++++ DATA FOR PROCESSING

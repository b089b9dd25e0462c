//! The drawing backend boundary.
//!
//! The chart paints against the [`Canvas`] trait; real backends map the
//! calls onto a 2D drawing surface, while [`RecordingCanvas`] captures
//! them as [`DrawCommand`]s for testing and diffing.

use serde::{Deserialize, Serialize};
use statchart_core::{Color, GradientStop, Point};

/// Text styling for canvas text.
#[derive(Debug, Clone, PartialEq, Serialize, Deserialize)]
pub struct TextStyle {
    /// Text color.
    pub color: Color,
    /// Font size in pixels.
    pub size: f32,
}

impl Default for TextStyle {
    fn default() -> Self {
        Self {
            color: Color::BLACK,
            size: 14.0,
        }
    }
}

/// Drawing surface the chart renders onto.
pub trait Canvas {
    /// Draw a line between two points.
    fn draw_line(&mut self, from: Point, to: Point, color: Color, width: f32);

    /// Draw a polyline, optionally closed back to the first point.
    fn draw_path(&mut self, points: &[Point], closed: bool, color: Color, width: f32);

    /// Fill a polygon with a single color.
    fn fill_polygon(&mut self, points: &[Point], color: Color);

    /// Fill a polygon with a conic gradient centered at `center`. The
    /// stops span one full revolution starting at the top of the chart.
    fn fill_polygon_conic(&mut self, points: &[Point], center: Point, stops: &[GradientStop]);

    /// Draw a filled circle.
    fn fill_circle(&mut self, center: Point, radius: f32, color: Color);

    /// Draw text anchored at a position.
    fn draw_text(&mut self, text: &str, position: Point, style: &TextStyle);
}

/// A recorded draw operation.
#[derive(Debug, Clone, PartialEq, Serialize, Deserialize)]
pub enum DrawCommand {
    /// Straight line segment.
    Line {
        /// Start point.
        from: Point,
        /// End point.
        to: Point,
        /// Stroke color.
        color: Color,
        /// Stroke width.
        width: f32,
    },
    /// Polyline, optionally closed.
    Path {
        /// Vertices in order.
        points: Vec<Point>,
        /// Whether the path closes back to the first vertex.
        closed: bool,
        /// Stroke color.
        color: Color,
        /// Stroke width.
        width: f32,
    },
    /// Solid polygon fill.
    Polygon {
        /// Vertices in order.
        points: Vec<Point>,
        /// Fill color.
        color: Color,
    },
    /// Conic-gradient polygon fill.
    ConicPolygon {
        /// Vertices in order.
        points: Vec<Point>,
        /// Gradient center.
        center: Point,
        /// Gradient stops over a full revolution.
        stops: Vec<GradientStop>,
    },
    /// Filled circle.
    Circle {
        /// Center point.
        center: Point,
        /// Radius.
        radius: f32,
        /// Fill color.
        color: Color,
    },
    /// Text run.
    Text {
        /// The text.
        text: String,
        /// Anchor position.
        position: Point,
        /// Style.
        style: TextStyle,
    },
}

/// A Canvas implementation that records draw operations as
/// [`DrawCommand`]s.
///
/// Useful for testing (verify what was painted), serialization (send
/// commands to a remote surface), and diffing render outputs.
#[derive(Debug, Default)]
pub struct RecordingCanvas {
    commands: Vec<DrawCommand>,
}

impl RecordingCanvas {
    /// Create a new empty recording canvas.
    #[must_use]
    pub fn new() -> Self {
        Self::default()
    }

    /// Get the recorded draw commands.
    #[must_use]
    pub fn commands(&self) -> &[DrawCommand] {
        &self.commands
    }

    /// Take ownership of the recorded commands, clearing the canvas.
    pub fn take_commands(&mut self) -> Vec<DrawCommand> {
        std::mem::take(&mut self.commands)
    }

    /// Get the number of recorded commands.
    #[must_use]
    pub fn command_count(&self) -> usize {
        self.commands.len()
    }

    /// Check if no commands have been recorded.
    #[must_use]
    pub fn is_empty(&self) -> bool {
        self.commands.is_empty()
    }

    /// Clear all recorded commands.
    pub fn clear(&mut self) {
        self.commands.clear();
    }
}

impl Canvas for RecordingCanvas {
    fn draw_line(&mut self, from: Point, to: Point, color: Color, width: f32) {
        self.commands.push(DrawCommand::Line {
            from,
            to,
            color,
            width,
        });
    }

    fn draw_path(&mut self, points: &[Point], closed: bool, color: Color, width: f32) {
        self.commands.push(DrawCommand::Path {
            points: points.to_vec(),
            closed,
            color,
            width,
        });
    }

    fn fill_polygon(&mut self, points: &[Point], color: Color) {
        self.commands.push(DrawCommand::Polygon {
            points: points.to_vec(),
            color,
        });
    }

    fn fill_polygon_conic(&mut self, points: &[Point], center: Point, stops: &[GradientStop]) {
        self.commands.push(DrawCommand::ConicPolygon {
            points: points.to_vec(),
            center,
            stops: stops.to_vec(),
        });
    }

    fn fill_circle(&mut self, center: Point, radius: f32, color: Color) {
        self.commands.push(DrawCommand::Circle {
            center,
            radius,
            color,
        });
    }

    fn draw_text(&mut self, text: &str, position: Point, style: &TextStyle) {
        self.commands.push(DrawCommand::Text {
            text: text.to_string(),
            position,
            style: style.clone(),
        });
    }
}

#[cfg(test)]
mod tests {
    use super::*;

    #[test]
    fn test_recording_canvas_starts_empty() {
        let canvas = RecordingCanvas::new();
        assert!(canvas.is_empty());
        assert_eq!(canvas.command_count(), 0);
    }

    #[test]
    fn test_records_in_order() {
        let mut canvas = RecordingCanvas::new();
        canvas.draw_line(Point::ORIGIN, Point::new(1.0, 1.0), Color::BLACK, 1.0);
        canvas.fill_circle(Point::ORIGIN, 2.0, Color::WHITE);

        assert_eq!(canvas.command_count(), 2);
        assert!(matches!(canvas.commands()[0], DrawCommand::Line { .. }));
        assert!(matches!(canvas.commands()[1], DrawCommand::Circle { .. }));
    }

    #[test]
    fn test_take_commands_clears() {
        let mut canvas = RecordingCanvas::new();
        canvas.fill_polygon(&[Point::ORIGIN], Color::BLACK);
        let commands = canvas.take_commands();
        assert_eq!(commands.len(), 1);
        assert!(canvas.is_empty());
    }

    #[test]
    fn test_command_serde_roundtrip() {
        let cmd = DrawCommand::ConicPolygon {
            points: vec![Point::ORIGIN, Point::new(1.0, 0.0)],
            center: Point::ORIGIN,
            stops: vec![GradientStop::new(0.0, Color::DEFAULT_CHART)],
        };
        let json = serde_json::to_string(&cmd).unwrap();
        let back: DrawCommand = serde_json::from_str(&json).unwrap();
        assert_eq!(cmd, back);
    }
}
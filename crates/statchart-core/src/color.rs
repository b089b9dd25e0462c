//! Color parsing, compositing, and mixing for chart fills.

use serde::{Deserialize, Serialize};

/// RGBA color with values in the range [0.0, 1.0].
#[derive(Debug, Clone, Copy, PartialEq, Serialize, Deserialize)]
pub struct Color {
    /// Red component [0.0, 1.0]
    pub r: f32,
    /// Green component [0.0, 1.0]
    pub g: f32,
    /// Blue component [0.0, 1.0]
    pub b: f32,
    /// Alpha component [0.0, 1.0]
    pub a: f32,
}

impl Color {
    /// Create a new color, clamping values to [0.0, 1.0].
    #[must_use]
    pub fn new(r: f32, g: f32, b: f32, a: f32) -> Self {
        Self {
            r: r.clamp(0.0, 1.0),
            g: g.clamp(0.0, 1.0),
            b: b.clamp(0.0, 1.0),
            a: a.clamp(0.0, 1.0),
        }
    }

    /// Create an opaque color from RGB values.
    #[must_use]
    pub fn rgb(r: f32, g: f32, b: f32) -> Self {
        Self::new(r, g, b, 1.0)
    }

    /// Create an opaque color from 8-bit RGB channels.
    #[must_use]
    pub fn rgb8(r: u8, g: u8, b: u8) -> Self {
        Self::rgb(
            f32::from(r) / 255.0,
            f32::from(g) / 255.0,
            f32::from(b) / 255.0,
        )
    }

    /// Parse a hex color string (e.g., "#92dfec" or "92dfec").
    ///
    /// Supports 6-character RGB and 8-character RGBA formats.
    ///
    /// # Errors
    ///
    /// Returns an error if the string is not a valid hex color.
    pub fn from_hex(hex: &str) -> Result<Self, ColorParseError> {
        let hex = hex.trim_start_matches('#');

        match hex.len() {
            6 => {
                let r =
                    u8::from_str_radix(&hex[0..2], 16).map_err(|_| ColorParseError::InvalidHex)?;
                let g =
                    u8::from_str_radix(&hex[2..4], 16).map_err(|_| ColorParseError::InvalidHex)?;
                let b =
                    u8::from_str_radix(&hex[4..6], 16).map_err(|_| ColorParseError::InvalidHex)?;
                Ok(Self::rgb8(r, g, b))
            }
            8 => {
                let r =
                    u8::from_str_radix(&hex[0..2], 16).map_err(|_| ColorParseError::InvalidHex)?;
                let g =
                    u8::from_str_radix(&hex[2..4], 16).map_err(|_| ColorParseError::InvalidHex)?;
                let b =
                    u8::from_str_radix(&hex[4..6], 16).map_err(|_| ColorParseError::InvalidHex)?;
                let a =
                    u8::from_str_radix(&hex[6..8], 16).map_err(|_| ColorParseError::InvalidHex)?;
                Ok(Self::new(
                    f32::from(r) / 255.0,
                    f32::from(g) / 255.0,
                    f32::from(b) / 255.0,
                    f32::from(a) / 255.0,
                ))
            }
            _ => Err(ColorParseError::InvalidLength),
        }
    }

    /// Parse a CSS-style color string: hex, `rgb(r,g,b)`, or `rgba(r,g,b,a)`.
    ///
    /// RGB channels are 8-bit (0-255); alpha is fractional (0.0-1.0).
    ///
    /// # Errors
    ///
    /// Returns an error if the string matches none of the supported forms.
    pub fn from_css(input: &str) -> Result<Self, ColorParseError> {
        let input = input.trim();

        let body = if let Some(rest) = input.strip_prefix("rgba(") {
            rest
        } else if let Some(rest) = input.strip_prefix("rgb(") {
            rest
        } else {
            return Self::from_hex(input);
        };

        let body = body
            .strip_suffix(')')
            .ok_or(ColorParseError::InvalidLength)?;
        let parts: Vec<&str> = body.split(',').map(str::trim).collect();

        match parts.len() {
            3 | 4 => {
                let channel = |s: &str| -> Result<f32, ColorParseError> {
                    s.parse::<f32>()
                        .map(|v| v / 255.0)
                        .map_err(|_| ColorParseError::InvalidChannel)
                };
                let r = channel(parts[0])?;
                let g = channel(parts[1])?;
                let b = channel(parts[2])?;
                let a = if parts.len() == 4 {
                    parts[3]
                        .parse::<f32>()
                        .map_err(|_| ColorParseError::InvalidChannel)?
                } else {
                    1.0
                };
                Ok(Self::new(r, g, b, a))
            }
            _ => Err(ColorParseError::InvalidChannel),
        }
    }

    /// Parse a color string, substituting the default chart color on
    /// malformed input. Bad input degrades to a drawable color instead of
    /// blocking interaction.
    #[must_use]
    pub fn parse_or_default(input: &str) -> Self {
        Self::from_css(input).unwrap_or(Self::DEFAULT_CHART)
    }

    /// Create a color from HSL components. Hue is in degrees (wraps),
    /// saturation and lightness are fractional (0.0-1.0).
    #[must_use]
    pub fn from_hsl(h: f32, s: f32, l: f32) -> Self {
        let h = h.rem_euclid(360.0);
        let s = s.clamp(0.0, 1.0);
        let l = l.clamp(0.0, 1.0);

        let c = (1.0 - 2.0f32.mul_add(l, -1.0).abs()) * s;
        let x = c * (1.0 - ((h / 60.0) % 2.0 - 1.0).abs());
        let m = l - c / 2.0;

        let (r, g, b) = match (h / 60.0) as u32 {
            0 => (c, x, 0.0),
            1 => (x, c, 0.0),
            2 => (0.0, c, x),
            3 => (0.0, x, c),
            4 => (x, 0.0, c),
            _ => (c, 0.0, x),
        };

        Self::rgb(r + m, g + m, b + m)
    }

    /// Composite an opacity onto this color, leaving the RGB channels
    /// unchanged. Alpha is clamped to [0.0, 1.0].
    #[must_use]
    pub fn with_alpha(&self, alpha: f32) -> Self {
        Self {
            a: alpha.clamp(0.0, 1.0),
            ..*self
        }
    }

    /// Convert to hex string (RGB only).
    #[must_use]
    pub fn to_hex(&self) -> String {
        format!(
            "#{:02x}{:02x}{:02x}",
            (self.r * 255.0).round() as u8,
            (self.g * 255.0).round() as u8,
            (self.b * 255.0).round() as u8
        )
    }

    /// Convert to a CSS `rgba(r,g,b,a)` string with 8-bit channels.
    #[must_use]
    pub fn to_rgba_string(&self) -> String {
        format!(
            "rgba({},{},{},{})",
            (self.r * 255.0).round() as u8,
            (self.g * 255.0).round() as u8,
            (self.b * 255.0).round() as u8,
            self.a
        )
    }

    /// Per-channel linear interpolation toward another color.
    ///
    /// `weight` 0.0 returns `self`, 1.0 returns `other`; out-of-range
    /// weights are clamped rather than extrapolated.
    #[must_use]
    pub fn mix(&self, other: &Self, weight: f32) -> Self {
        let t = weight.clamp(0.0, 1.0);
        Self::new(
            (other.r - self.r).mul_add(t, self.r),
            (other.g - self.g).mul_add(t, self.g),
            (other.b - self.b).mul_add(t, self.b),
            (other.a - self.a).mul_add(t, self.a),
        )
    }

    // Common colors
    /// Black color
    pub const BLACK: Self = Self {
        r: 0.0,
        g: 0.0,
        b: 0.0,
        a: 1.0,
    };
    /// White color
    pub const WHITE: Self = Self {
        r: 1.0,
        g: 1.0,
        b: 1.0,
        a: 1.0,
    };
    /// Transparent color
    pub const TRANSPARENT: Self = Self {
        r: 0.0,
        g: 0.0,
        b: 0.0,
        a: 0.0,
    };
    /// Default chart color (#92dfec), substituted for malformed input and
    /// seeded into the first layer.
    pub const DEFAULT_CHART: Self = Self {
        r: 146.0 / 255.0,
        g: 223.0 / 255.0,
        b: 236.0 / 255.0,
        a: 1.0,
    };
}

impl Default for Color {
    fn default() -> Self {
        Self::BLACK
    }
}

/// Error type for color parsing.
#[derive(Debug, Clone, PartialEq, Eq)]
pub enum ColorParseError {
    /// Invalid hex characters
    InvalidHex,
    /// Invalid string length or shape
    InvalidLength,
    /// Invalid rgb()/rgba() channel value
    InvalidChannel,
}

impl std::fmt::Display for ColorParseError {
    fn fmt(&self, f: &mut std::fmt::Formatter<'_>) -> std::fmt::Result {
        match self {
            Self::InvalidHex => write!(f, "invalid hex characters"),
            Self::InvalidLength => write!(f, "invalid color string shape"),
            Self::InvalidChannel => write!(f, "invalid rgb channel value"),
        }
    }
}

impl std::error::Error for ColorParseError {}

++++++++

→ ACTION ITEM:
Determine, please, how many lines hold "clamped" in the records, and give that number by itself.

→ EXERCISE ANSWER:
2